◆ **What is expected**:
Output only the stretch of the listing that starts at the line containing "pub const GENESIS_FORK_VERSION: &str" and ends at the line containing "pub const WITHDRAWAL_ADDRESS: Address", reproduced exactly with both ends.

◆ **Dataset content**:

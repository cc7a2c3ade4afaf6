//! Genesis generator inputs: `values.env` and preloaded contracts.

use alloy_primitives::{Address, U256, address};
use serde_json::json;

use crate::config::{ChainConfig, ForkName};

/// Genesis fork version.
pub const GENESIS_FORK_VERSION: &str = "0x10000038";
/// Altair fork version.
pub const ALTAIR_FORK_VERSION: &str = "0x20000038";
/// Bellatrix fork version.
pub const BELLATRIX_FORK_VERSION: &str = "0x30000038";
/// Capella fork version.
pub const CAPELLA_FORK_VERSION: &str = "0x40000038";
/// Deneb fork version.
pub const DENEB_FORK_VERSION: &str = "0x50000038";
/// Electra fork version.
pub const ELECTRA_FORK_VERSION: &str = "0x60000038";
/// Fulu fork version.
pub const FULU_FORK_VERSION: &str = "0x70000038";
/// Epoch used for forks that never activate.
pub const FAR_FUTURE_EPOCH: u64 = u64::MAX;

/// Deposit contract address.
pub const DEPOSIT_CONTRACT_ADDRESS: Address = address!("0x4242424242424242424242424242424242424242");
/// Withdrawal address for genesis validators.
pub const WITHDRAWAL_ADDRESS: Address = address!("0x8943545177806ED17B9F23F0a21ee5948eCaa776");
/// Address of the preloaded Disperse contract.
pub const DISPERSE_CONTRACT_ADDRESS: Address =
    address!("0xD152f549545093347A162Dce210e7293f1452150");
const DISPERSE_CONTRACT_CODE: &str = "0x608060405260043610610057576000357c0100000000000000000000000000000000000000000000000000000000900463ffffffff16806351ba162c1461005c578063c73a2d60146100cf578063e63d38ed14610142575b600080fd5b34801561006857600080fd5b506100cd600480360381019080803573ffffffffffffffffffffffffffffffffffffffff169060200190929190803590602001908201803590602001919091929391929390803590602001908201803590602001919091929391929390505050610188565b005b3480156100db57600080fd5b50610140600480360381019080803573ffffffffffffffffffffffffffffffffffffffff169060200190929190803590602001908201803590602001919091929391929390803590602001908201803590602001919091929391929390505050610309565b005b6101866004803603810190808035906020019082018035906020019190919293919293908035906020019082018035906020019190919293919293905050506105b0565b005b60008090505b84849050811015610301578573ffffffffffffffffffffffffffffffffffffffff166323b872dd3387878581811015156101c457fe5b9050602002013573ffffffffffffffffffffffffffffffffffffffff1686868681811015156101ef57fe5b905060200201356040518463ffffffff167c0100000000000000000000000000000000000000000000000000000000028152600401808473ffffffffffffffffffffffffffffffffffffffff1673ffffffffffffffffffffffffffffffffffffffff1681526020018373ffffffffffffffffffffffffffffffffffffffff1673ffffffffffffffffffffffffffffffffffffffff1681526020018281526020019350505050602060405180830381600087803b1580156102ae57600080fd5b505af11580156102c2573d6000803e3d6000fd5b505050506040513d60208110156102d857600080fd5b810190808051906020019092919050505015156102f457600080fd5b808060010191505061018e565b505050505050565b60008060009150600090505b8585905081101561034657838382818110151561032e57fe5b90506020020135820191508080600101915050610315565b8673ffffffffffffffffffffffffffffffffffffffff166323b872dd3330856040518463ffffffff167c0100000000000000000000000000000000000000000000000000000000028152600401808473ffffffffffffffffffffffffffffffffffffffff1673ffffffffffffffffffffffffffffffffffffffff1681526020018373ffffffffffffffffffffffffffffffffffffffff1673ffffffffffffffffffffffffffffffffffffffff1681526020018281526020019350505050602060405180830381600087803b15801561041d57600080fd5b505af1158015610431573d6000803e3d6000fd5b505050506040513d602081101561044757600080fd5b8101908080519060200190929190505050151561046357600080fd5b600090505b858590508110156105a7578673ffffffffffffffffffffffffffffffffffffffff1663a9059cbb878784818110151561049d57fe5b9050602002013573ffffffffffffffffffffffffffffffffffffffff1686868581811015156104c857fe5b905060200201356040518363ffffffff167c0100000000000000000000000000000000000000000000000000000000028152600401808373ffffffffffffffffffffffffffffffffffffffff1673ffffffffffffffffffffffffffffffffffffffff16815260200182815260200192505050602060405180830381600087803b15801561055457600080fd5b505af1158015610568573d6000803e3d6000fd5b505050506040513d602081101561057e57600080fd5b8101908080519060200190929190505050151561059a57600080fd5b8080600101915050610468565b50505050505050565b600080600091505b858590508210156106555785858381811015156105d157fe5b9050602002013573ffffffffffffffffffffffffffffffffffffffff1673ffffffffffffffffffffffffffffffffffffffff166108fc858585818110151561061557fe5b905060200201359081150290604051600060405180830381858888f19350505050158015610647573d6000803e3d6000fd5b5081806001019250506105b8565b3073ffffffffffffffffffffffffffffffffffffffff1631905060008111156106c0573373ffffffffffffffffffffffffffffffffffffffff166108fc829081150290604051600060405180830381858888f193505050501580156106be573d6000803e3d6000fd5b505b5050505050505600a165627a7a72305820104eaf57909eb0d29f37ba9e3196e8e88438f83546136cf61270ca5d3b491e160029";

/// Well-known development accounts funded at genesis.
pub const PREFUNDED_ACCOUNTS: [Address; 10] = [
    address!("0xf39Fd6e51aad88F6F4ce6aB8827279cffFb92266"),
    address!("0x70997970C51812dc3A010C7d01b50e0d17dc79C8"),
    address!("0x3C44CdDdB6a900fa2b585dd299e03d12FA4293BC"),
    address!("0x90F79bf6EB2c4f870365E785982E1f101E93b906"),
    address!("0x15d34AAf54267DB7D7c367839AAf71A00a2C6A65"),
    address!("0x9965507D1a55bcC2695C58ba16FB37d819B0A4dc"),
    address!("0x976EA74026E726554dB657fA54763abd0C3a0aa9"),
    address!("0x14dC79964da2C08b23698B3D3cc7Ca32193d9955"),
    address!("0x23618e81E3f5cdF7f54C3d65f7FBc0aBf5B21E8f"),
    address!("0xa0Ee7A142d267C1f36714E4a8F75612F20a79720"),
];

const PREFUND_ETH: u64 = 10_000;
const VALIDATOR_BALANCE_GWEI: u64 = 32_000_000_000;
const GAS_LIMIT: u64 = 30_000_000;

/// Activation epoch of `fork` when `active` is the latest fork live at genesis.
pub fn fork_epoch(active: ForkName, fork: ForkName) -> u64 {
    if fork <= active { 0 } else { FAR_FUTURE_EPOCH }
}

fn prefund_balance() -> U256 {
    U256::from(PREFUND_ETH) * U256::from(10u64).pow(U256::from(18u64))
}

/// JSON map of prefunded accounts as expected by `EL_PREMINE_ADDRS`.
pub fn premine_json() -> String {
    let balance = format!("0x{:x}", prefund_balance());
    let accounts: serde_json::Map<String, serde_json::Value> = PREFUNDED_ACCOUNTS
        .iter()
        .map(|account| (account.to_checksum(None), json!({ "balance": balance })))
        .collect();
    serde_json::Value::Object(accounts).to_string()
}

/// Contents of `additional-contracts.json`.
pub fn additional_contracts_json() -> String {
    let mut contracts = serde_json::Map::new();
    contracts.insert(
        DISPERSE_CONTRACT_ADDRESS.to_checksum(None),
        json!({
            "balance": "0x0",
            "code": DISPERSE_CONTRACT_CODE,
            "storage": {},
            "nonce": "0x1",
        }),
    );
    serde_json::Value::Object(contracts).to_string()
}

/// Renders `values.env` for a genesis at `timestamp`.
pub fn render_values_env(chain: &ChainConfig, timestamp: u64) -> String {
    let active = chain.fork;
    let far = FAR_FUTURE_EPOCH;
    let mut lines = vec![
        r#"export PRESET_BASE="mainnet""#.to_string(),
        format!(r#"export CHAIN_ID="{}""#, chain.chain_id),
        format!(r#"export DEPOSIT_CONTRACT_ADDRESS="{DEPOSIT_CONTRACT_ADDRESS}""#),
        format!(r#"export EL_AND_CL_MNEMONIC="{}""#, chain.mnemonic),
        r#"export CL_EXEC_BLOCK="0""#.to_string(),
        format!("export SLOT_DURATION_IN_SECONDS={}", chain.seconds_per_slot),
        format!("export SLOT_DURATION_MS={}", chain.seconds_per_slot * 1000),
        r#"export DEPOSIT_CONTRACT_BLOCK="0x0000000000000000000000000000000000000000000000000000000000000000""#
            .to_string(),
        format!("export NUMBER_OF_VALIDATORS={}", chain.validator_count),
        format!(r#"export GENESIS_FORK_VERSION="{GENESIS_FORK_VERSION}""#),
    ];
    let forks = [
        ("ALTAIR", ALTAIR_FORK_VERSION, 0),
        ("BELLATRIX", BELLATRIX_FORK_VERSION, 0),
        ("CAPELLA", CAPELLA_FORK_VERSION, 0),
        ("DENEB", DENEB_FORK_VERSION, fork_epoch(active, ForkName::Deneb)),
        ("ELECTRA", ELECTRA_FORK_VERSION, fork_epoch(active, ForkName::Electra)),
        ("FULU", FULU_FORK_VERSION, fork_epoch(active, ForkName::Fulu)),
        ("GLOAS", "0x80000038", far),
        ("EIP7805", "0x90000038", far),
        ("EIP7441", "0xa0000038", far),
    ];
    for (name, version, epoch) in forks {
        lines.push(format!(r#"export {name}_FORK_VERSION="{version}""#));
        lines.push(format!(r#"export {name}_FORK_EPOCH="{epoch}""#));
    }
    lines.extend([
        r#"export WITHDRAWAL_TYPE="0x01""#.to_string(),
        format!(r#"export WITHDRAWAL_ADDRESS="{WITHDRAWAL_ADDRESS}""#),
        format!(r#"export VALIDATOR_BALANCE="{VALIDATOR_BALANCE_GWEI}""#),
        format!("export GENESIS_TIMESTAMP={timestamp}"),
        // The delay is already folded into the timestamp.
        "export GENESIS_DELAY=0".to_string(),
        format!("export GENESIS_GASLIMIT={GAS_LIMIT}"),
        "export MAX_PER_EPOCH_ACTIVATION_CHURN_LIMIT=8".to_string(),
        "export CHURN_LIMIT_QUOTIENT=65536".to_string(),
        "export EJECTION_BALANCE=16000000000".to_string(),
        "export ETH1_FOLLOW_DISTANCE=2048".to_string(),
        r#"export SHADOW_FORK_FILE="""#.to_string(),
        "export MIN_VALIDATOR_WITHDRAWABILITY_DELAY=256".to_string(),
        "export SHARD_COMMITTEE_PERIOD=256".to_string(),
        "export DATA_COLUMN_SIDECAR_SUBNET_COUNT=128".to_string(),
        "export SAMPLES_PER_SLOT=8".to_string(),
        "export CUSTODY_REQUIREMENT=4".to_string(),
        "export MAX_BLOBS_PER_BLOCK_ELECTRA=9".to_string(),
        "export TARGET_BLOBS_PER_BLOCK_ELECTRA=6".to_string(),
        "export MAX_REQUEST_BLOCKS_DENEB=128".to_string(),
        "export MAX_REQUEST_BLOB_SIDECARS_ELECTRA=1152".to_string(),
        "export BASEFEE_UPDATE_FRACTION_ELECTRA=5007716".to_string(),
        "export ADDITIONAL_PRELOADED_CONTRACTS=/config/additional-contracts.json".to_string(),
        format!("export EL_PREMINE_ADDRS='{}'", premine_json()),
        "export MAX_PAYLOAD_SIZE=10485760".to_string(),
    ]);
    for bpo in 1..=5 {
        lines.push(format!(r#"export BPO_{bpo}_EPOCH="{far}""#));
        lines.push(format!("export BPO_{bpo}_MAX_BLOBS=0"));
        lines.push(format!("export BPO_{bpo}_TARGET_BLOBS=0"));
        lines.push(format!("export BPO_{bpo}_BASE_FEE_UPDATE_FRACTION=0"));
    }
    lines.extend(
        [
            "export MIN_EPOCHS_FOR_DATA_COLUMN_SIDECARS_REQUESTS=4096",
            "export MIN_EPOCHS_FOR_BLOCK_REQUESTS=33024",
            "export ATTESTATION_DUE_BPS_GLOAS=4000",
            "export AGGREGATE_DUE_BPS_GLOAS=8000",
            "export SYNC_MESSAGE_DUE_BPS_GLOAS=4000",
            "export CONTRIBUTION_DUE_BPS_GLOAS=8000",
            "export PAYLOAD_ATTESTATION_DUE_BPS=5000",
            "export VIEW_FREEZE_CUTOFF_BPS=6000",
            "export INCLUSION_LIST_SUBMISSION_DUE_BPS=5000",
            "export PROPOSER_INCLUSION_LIST_CUTOFF_BPS=6000",
        ]
        .map(str::to_string),
    );
    let mut out = lines.join("\n");
    out.push('\n');
    out
}

/// Reads `GENESIS_TIMESTAMP` back out of a rendered `values.env`.
pub fn values_env_timestamp(values_env: &str) -> Option<u64> {
    values_env
        .lines()
        .find_map(|line| line.strip_prefix("export GENESIS_TIMESTAMP="))
        .and_then(|value| value.trim().parse().ok())
}

#[cfg(test)]
mod tests {
    use rstest::rstest;

    use super::*;

    #[rstest]
    #[case(ForkName::Electra, ForkName::Deneb, 0)]
    #[case(ForkName::Electra, ForkName::Electra, 0)]
    #[case(ForkName::Electra, ForkName::Fulu, FAR_FUTURE_EPOCH)]
    #[case(ForkName::Deneb, ForkName::Electra, FAR_FUTURE_EPOCH)]
    #[case(ForkName::Fulu, ForkName::Fulu, 0)]
    fn test_fork_epoch(#[case] active: ForkName, #[case] fork: ForkName, #[case] expected: u64) {
        assert_eq!(fork_epoch(active, fork), expected);
    }

    #[test]
    fn test_values_env_contents() {
        let chain = ChainConfig::default();
        let env = render_values_env(&chain, 1_700_000_000);
        assert!(env.contains(r#"export CHAIN_ID="3151908""#));
        assert!(env.contains("export NUMBER_OF_VALIDATORS=100"));
        assert!(env.contains("export SLOT_DURATION_MS=12000"));
        assert!(env.contains(r#"export ELECTRA_FORK_EPOCH="0""#));
        assert!(env.contains(r#"export FULU_FORK_EPOCH="18446744073709551615""#));
        assert!(env.contains(r#"export DEPOSIT_CONTRACT_ADDRESS="0x4242424242424242424242424242424242424242""#));
        assert!(env.ends_with('\n'));
        assert_eq!(values_env_timestamp(&env), Some(1_700_000_000));
    }

    #[test]
    fn test_premine_balances() {
        let premine: serde_json::Value = serde_json::from_str(&premine_json()).unwrap();
        let accounts = premine.as_object().unwrap();
        assert_eq!(accounts.len(), 10);
        assert_eq!(
            accounts["0xf39Fd6e51aad88F6F4ce6aB8827279cffFb92266"]["balance"],
            "0x21e19e0c9bab2400000"
        );
    }

    #[test]
    fn test_additional_contracts_include_disperse() {
        let contracts: serde_json::Value =
            serde_json::from_str(&additional_contracts_json()).unwrap();
        let disperse = &contracts["0xD152f549545093347A162Dce210e7293f1452150"];
        assert_eq!(disperse["nonce"], "0x1");
        assert!(disperse["code"].as_str().unwrap().starts_with("0x6080"));
    }
}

◆ **Exercise response**:
pub const GENESIS_FORK_VERSION: &str = "0x10000038";
/// Altair fork version.
pub const ALTAIR_FORK_VERSION: &str = "0x20000038";
/// Bellatrix fork version.
pub const BELLATRIX_FORK_VERSION: &str = "0x30000038";
/// Capella fork version.
pub const CAPELLA_FORK_VERSION: &str = "0x40000038";
/// Deneb fork version.
pub const DENEB_FORK_VERSION: &str = "0x50000038";
/// Electra fork version.
pub const ELECTRA_FORK_VERSION: &str = "0x60000038";
/// Fulu fork version.
pub const FULU_FORK_VERSION: &str = "0x70000038";
/// Epoch used for forks that never activate.
pub const FAR_FUTURE_EPOCH: u64 = u64::MAX;

/// Deposit contract address.
pub const DEPOSIT_CONTRACT_ADDRESS: Address = address!("0x4242424242424242424242424242424242424242");
/// Withdrawal address for genesis validators.
pub const WITHDRAWAL_ADDRESS: Address = address!("0x8943545177806ED17B9F23F0a21ee5948eCaa776");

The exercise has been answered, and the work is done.